▸ Aim of the task
Go through the data below and return each line where the string "Completed" appears.

▸ The records
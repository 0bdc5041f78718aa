//! Persisted payment record (§3, §4.6): the settlement database row shape.

use serde::{Deserialize, Serialize};

#[derive(Debug, Clone, Copy, PartialEq, Eq, Serialize, Deserialize)]
#[serde(rename_all = "lowercase")]
pub enum PaymentStatus {
    Reserved,
    Executing,
    Settling,
    Completed,
    Failed,
    Expired,
}

impl PaymentStatus {
    pub fn as_str(self) -> &'static str {
        match self {
            PaymentStatus::Reserved => "reserved",
            PaymentStatus::Executing => "executing",
            PaymentStatus::Settling => "settling",
            PaymentStatus::Completed => "completed",
            PaymentStatus::Failed => "failed",
            PaymentStatus::Expired => "expired",
        }
    }
}

impl std::str::FromStr for PaymentStatus {
    type Err = String;
    fn from_str(s: &str) -> Result<Self, Self::Err> {
        match s {
            "reserved" => Ok(PaymentStatus::Reserved),
            "executing" => Ok(PaymentStatus::Executing),
            "settling" => Ok(PaymentStatus::Settling),
            "completed" => Ok(PaymentStatus::Completed),
            "failed" => Ok(PaymentStatus::Failed),
            "expired" => Ok(PaymentStatus::Expired),
            other => Err(format!("unknown payment status: {other}")),
        }
    }
}

/// A row in the settlement database.
///
/// Invariants (§3): `settlement_attempts <= max_attempts`; `status = settling` implies
/// some worker currently holds the claim; a row in `reserved` past its reservation TTL
/// must transition to `expired`.
#[derive(Debug, Clone, Serialize, Deserialize)]
pub struct PaymentRecord {
    pub id: String,
    /// Opaque `X-Payment` header value this record was built from.
    pub payment_header: String,
    pub network: String,
    pub amount: String,
    pub status: PaymentStatus,
    pub settlement_attempts: u32,
    pub executed_at: i64,
    #[serde(default, skip_serializing_if = "Option::is_none")]
    pub last_error: Option<String>,
}
//! MITM TLS engine (§4.3): terminates TLS with the client using a per-host leaf
//! certificate minted by the certificate cache, dials the true origin with real
//! TLS, and drives the shared HTTP/1.1 request loop over both legs.

use std::net::SocketAddr;
use std::sync::Arc;
use std::time::Duration;

use rustls::pki_types::ServerName;
use rustls::{ClientConfig, RootCertStore, ServerConfig};
use tokio::io::{AsyncRead, AsyncWrite};
use tokio_rustls::{TlsAcceptor, TlsConnector};

use stronghold_net::dial_marked;
use stronghold_net::dialer::DialError;

use crate::deadline::DeadlineIo;
use crate::http_loop;
use crate::state::ProxyState;

const CLIENT_HANDSHAKE_DEADLINE: Duration = Duration::from_secs(10);
const ORIGIN_DIAL_TIMEOUT: Duration = Duration::from_secs(10);
const CLIENT_READ_DEADLINE: Duration = Duration::from_secs(30);

#[derive(Debug, thiserror::Error)]
enum MitmError {
    #[error("failed to obtain leaf certificate: {0}")]
    Cert(#[from] stronghold_ca::CaError),
    #[error("failed to build server TLS config: {0}")]
    ServerConfig(#[from] rustls::Error),
    #[error("client TLS handshake failed: {0}")]
    ClientHandshake(std::io::Error),
    #[error("failed to resolve origin {0}: {1}")]
    Resolve(String, std::io::Error),
    #[error("failed to dial origin {0}: {1}")]
    Dial(String, DialError),
    #[error("origin TLS handshake failed: {0}")]
    OriginHandshake(std::io::Error),
    #[error("{0:?} is not a valid DNS name for SNI")]
    InvalidServerName(String),
}

/// Drives one intercepted TLS connection end to end. Any failure is a debug-logged
/// connection close; nothing here is ever retried at this layer (§4.1 "Failure
/// semantics", §7 Transport). `original_dst`, when present, is the kernel-recovered
/// destination from `SO_ORIGINAL_DST` and is dialed directly rather than
/// re-resolving `host` over DNS (§4.1 step 1, §6.1).
pub async fn serve<C>(client: C, host: String, original_dst: Option<SocketAddr>, port: u16, state: Arc<ProxyState>)
where
    C: AsyncRead + AsyncWrite + Unpin + Send + 'static,
{
    if let Err(e) = run(client, &host, original_dst, port, &state).await {
        tracing::debug!(host = %host, error = %e, "mitm connection dropped");
    }
}

async fn run<C>(
    client: C,
    host: &str,
    original_dst: Option<SocketAddr>,
    port: u16,
    state: &Arc<ProxyState>,
) -> Result<(), MitmError>
where
    C: AsyncRead + AsyncWrite + Unpin + Send + 'static,
{
    let leaf = state.cert_cache.get_cert(host).await?;

    let server_config = ServerConfig::builder()
        .with_no_client_auth()
        .with_single_cert(leaf.cert_chain.clone(), leaf.private_key.clone_key())?;
    let acceptor = TlsAcceptor::from(Arc::new(server_config));

    let client_tls = tokio::time::timeout(CLIENT_HANDSHAKE_DEADLINE, acceptor.accept(client))
        .await
        .map_err(|_| {
            MitmError::ClientHandshake(std::io::Error::new(
                std::io::ErrorKind::TimedOut,
                "client handshake deadline exceeded",
            ))
        })?
        .map_err(MitmError::ClientHandshake)?;
    let client_tls = DeadlineIo::new(client_tls, CLIENT_READ_DEADLINE);

    let origin_addr = match original_dst {
        Some(addr) => addr,
        None => resolve_origin_addr(host, port)
            .await
            .map_err(|e| MitmError::Resolve(host.to_string(), e))?,
    };
    let origin_tcp = dial_marked(origin_addr, state.mark(), ORIGIN_DIAL_TIMEOUT)
        .await
        .map_err(|e| MitmError::Dial(format!("{host}:{port}"), e))?;

    let server_name = ServerName::try_from(host.to_string())
        .map_err(|_| MitmError::InvalidServerName(host.to_string()))?;
    let connector = TlsConnector::from(Arc::new(origin_client_config()));
    let origin_tls = tokio::time::timeout(ORIGIN_DIAL_TIMEOUT, connector.connect(server_name, origin_tcp))
        .await
        .map_err(|_| {
            MitmError::OriginHandshake(std::io::Error::new(
                std::io::ErrorKind::TimedOut,
                "origin handshake deadline exceeded",
            ))
        })?
        .map_err(MitmError::OriginHandshake)?;

    http_loop::serve(client_tls, origin_tls, host.to_string(), "https", true, Arc::clone(state)).await;
    Ok(())
}

async fn resolve_origin_addr(host: &str, port: u16) -> std::io::Result<SocketAddr> {
    tokio::net::lookup_host((host, port))
        .await?
        .next()
        .ok_or_else(|| std::io::Error::new(std::io::ErrorKind::NotFound, "DNS lookup returned no addresses"))
}

/// Client config for the outbound leg to the real origin (§4.3 step 3): the normal
/// system/Mozilla trust store, no client certificate, TLS 1.2 minimum (rustls's
/// default supported-version set already excludes anything older).
fn origin_client_config() -> ClientConfig {
    let mut roots = RootCertStore::empty();
    roots.extend(webpki_roots::TLS_SERVER_ROOTS.iter().cloned());
    ClientConfig::builder()
        .with_root_certificates(roots)
        .with_no_client_auth()
}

▸ Expected answer
    Completed,
            PaymentStatus::Completed => "completed",
            "completed" => Ok(PaymentStatus::Completed),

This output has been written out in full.